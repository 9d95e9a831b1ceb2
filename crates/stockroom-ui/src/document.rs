//! Full HTML document wrapper.

use crate::html::escape;
use crate::theme::STYLESHEET;

/// Wrap `body` in a self-contained HTML document.
///
/// The title reads `{title} - {brand}`. CSS is inlined; the document has no
/// external resource references.
pub fn render_document(title: &str, brand: &str, body: &str) -> String {
    format!(
        r#"<!DOCTYPE html>
<html lang="en">
<head>
<meta charset="utf-8">
<meta name="viewport" content="width=device-width, initial-scale=1">
<title>{title} - {brand}</title>
<style>{STYLESHEET}</style>
</head>
<body>
{body}
</body>
</html>
"#,
        title = escape(title),
        brand = escape(brand),
    )
}
use std::path::Path;

use serde::{Deserialize, Serialize};
use tracing::{info, warn};

use crate::error::{Result, StockroomError};

/// Default HTTP port for the dashboard server.
pub const DEFAULT_PORT: u16 = 3040;

/// Top-level configuration for Stockroom.
///
/// Loaded from `~/.stockroom/config.toml` by default. Missing sections and
/// fields fall back to their defaults.
#[derive(Debug, Clone, Default, Serialize, Deserialize)]
pub struct StockroomConfig {
    #[serde(default)]
    pub general: GeneralConfig,
    #[serde(default)]
    pub dashboard: DashboardConfig,
}

impl StockroomConfig {
    /// Load configuration from a TOML file.
    ///
    /// Returns an error if the file cannot be read or parsed.
    pub fn load(path: &Path) -> Result<Self> {
        let content = std::fs::read_to_string(path)?;
        let config: StockroomConfig = toml::from_str(&content)?;
        info!("Configuration loaded from {}", path.display());
        Ok(config)
    }

    /// Load configuration from a TOML file, falling back to defaults if the
    /// file does not exist or cannot be parsed.
    pub fn load_or_default(path: &Path) -> Self {
        match Self::load(path) {
            Ok(config) => config,
            Err(e) => {
                warn!(
                    "Failed to load config from {}: {}. Using defaults.",
                    path.display(),
                    e
                );
                Self::default()
            }
        }
    }

    /// Save the current configuration to a TOML file.
    pub fn save(&self, path: &Path) -> Result<()> {
        if let Some(parent) = path.parent() {
            std::fs::create_dir_all(parent)?;
        }
        let content =
            toml::to_string_pretty(self).map_err(|e| StockroomError::Config(e.to_string()))?;
        std::fs::write(path, content)?;
        info!("Configuration saved to {}", path.display());
        Ok(())
    }
}

/// Process-level settings.
#[derive(Debug, Clone, Serialize, Deserialize)]
#[serde(default)]
pub struct GeneralConfig {
    /// Log level: trace, debug, info, warn, error.
    pub log_level: String,
    /// Address the HTTP server binds to.
    pub bind_address: String,
    /// HTTP server port.
    pub port: u16,
}

impl Default for GeneralConfig {
    fn default() -> Self {
        Self {
            log_level: "info".to_string(),
            bind_address: "127.0.0.1".to_string(),
            port: DEFAULT_PORT,
        }
    }
}

/// Dashboard chrome and data source.
#[derive(Debug, Clone, Serialize, Deserialize)]
#[serde(default)]
pub struct DashboardConfig {
    /// Brand text in the sidebar header and document title.
    pub brand: String,
    /// Title shown in the header bar.
    pub page_title: String,
    /// Text inside the circular user badge.
    pub user_initial: String,
    /// Optional JSON dataset replacing the built-in overview data.
    #[serde(skip_serializing_if = "Option::is_none")]
    pub dataset: Option<String>,
}

impl Default for DashboardConfig {
    fn default() -> Self {
        Self {
            brand: "Inventory".to_string(),
            page_title: "Dashboard".to_string(),
            user_initial: "A".to_string(),
            dataset: None,
        }
    }
}
//! Application state shared across all route handlers.

use std::sync::Arc;
use std::time::Instant;

use chrono::{DateTime, Utc};

use stockroom_core::{DataProvider, ShellActions, StockroomConfig, TracingActions};

/// Shared application state.
///
/// Everything is read-only after startup, so plain `Arc`s suffice.
#[derive(Clone)]
pub struct AppState {
    /// Application configuration.
    pub config: Arc<StockroomConfig>,
    /// Source of the dashboard data.
    pub provider: Arc<dyn DataProvider>,
    /// Hooks behind the shell's navigation entries and logout control.
    pub actions: Arc<dyn ShellActions>,
    /// Monotonic start time for uptime calculation.
    pub start_time: Instant,
    /// Wall-clock start time reported by `/health`.
    pub started_at: DateTime<Utc>,
}

impl AppState {
    /// Create state with the given provider and logging-only action hooks.
    pub fn new(config: StockroomConfig, provider: Arc<dyn DataProvider>) -> Self {
        Self {
            config: Arc::new(config),
            provider,
            actions: Arc::new(TracingActions),
            start_time: Instant::now(),
            started_at: Utc::now(),
        }
    }

    /// Replace the action hooks.
    pub fn with_actions(mut self, actions: Arc<dyn ShellActions>) -> Self {
        self.actions = actions;
        self
    }
}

:: ABOUT THIS EXERCISE ::
Copy every line of the material in which the word "parsed" occurs.

:: ANSWER FOR THIS EXERCISE ::
    /// Returns an error if the file cannot be read or parsed.
    /// file does not exist or cannot be parsed.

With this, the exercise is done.